The girls have a big brother with perfectly normal hair. We have always wondered where the hair comes from. Not only because we want to know, but because everyone seems eager to know. Let me share some remarks that people make at least once, but more often twice a day (all well meaning, let me be clear about that!)

‘Were they born in Africa?’
‘It doesn’t seem to run in the family (while pointing at Joost)?’
‘It looks like crimped hair, is it really their natural hair?’
‘Wow, that is the weirdest hair I’ve ever seen!’
‘Can I touch it?’
‘Do you highlight it?’
‘It looks like frizzy hair, yeah, I’ve seen this hair before.’
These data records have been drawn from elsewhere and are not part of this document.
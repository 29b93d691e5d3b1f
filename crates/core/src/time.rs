use chrono::{DateTime, Utc};

/// Source of timestamps for enrollments and progress records.
///
/// `System` reads the wall clock; `Fixed` returns a set instant so tests can
/// assert exact `updated_at` values.
#[derive(Debug, Clone, Copy, Default, PartialEq, Eq)]
pub enum Clock {
    #[default]
    System,
    Fixed(DateTime<Utc>),
}

impl Clock {
    #[must_use]
    pub fn fixed(at: DateTime<Utc>) -> Self {
        Self::Fixed(at)
    }

    #[must_use]
    pub fn now(&self) -> DateTime<Utc> {
        match self {
            Clock::System => Utc::now(),
            Clock::Fixed(t) => *t,
        }
    }
}

/// 2023-11-14T22:13:20Z.
pub const FIXED_TEST_TIMESTAMP: i64 = 1_700_000_000;

/// Deterministic instant for tests.
///
/// # Panics
///
/// Panics if the fixed timestamp cannot be represented.
#[must_use]
pub fn fixed_now() -> DateTime<Utc> {
    DateTime::<Utc>::from_timestamp(FIXED_TEST_TIMESTAMP, 0)
        .expect("fixed timestamp should be valid")
}

#[must_use]
pub fn fixed_clock() -> Clock {
    Clock::fixed(fixed_now())
}

#[cfg(test)]
mod tests {
    use super::*;

    #[test]
    fn fixed_clock_always_returns_the_same_instant() {
        let clock = fixed_clock();
        assert_eq!(clock.now(), fixed_now());
        assert_eq!(clock.now(), clock.now());
    }

    #[test]
    fn system_clock_reads_wall_time() {
        let before = Utc::now();
        let now = Clock::default().now();
        assert!(now >= before);
        assert!(now > fixed_now());
    }
}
Of course I’ve asked hairdressers if they could enlighten me about the hair-type. They gave answers, but it was never fulfilling. The unsolved hair problem always lingered in the back of my head. Then someone suggested asking the dermatologist for an explanation. I had never even thought of that! We went there (for me, yes, sigh) and the girls came along. We sat down and while we waited, I took the strangest picture I’ve ever taken of the girls. (Oh and there’s the strangest video too – have a look at Instagram if you want to get a glimpse of my everyday life).

Anyway, the dermatologist walked in and we first discussed my skin. He said something about getting older, which he tried to soothe by stating that we are all getting older etc. And then I could finally ask the question. He looked, touched, googled a bit and showed me pictures of children with exactly the same hair! It took him less than a minute! Turns out that my girls have the ‘Uncombable Hair Syndrome’. It’s rare, they will have it  forever and it’s a very (very) random name for a syndrome.

Next time someone asks me where their hair comes from I get to explain that they have ‘uncombable hair’! Wow. I don’t know, I think I will just stick to my old sentence: ‘Thank you, we also have no clue where it comes from, but it’s gorgeous indeed.’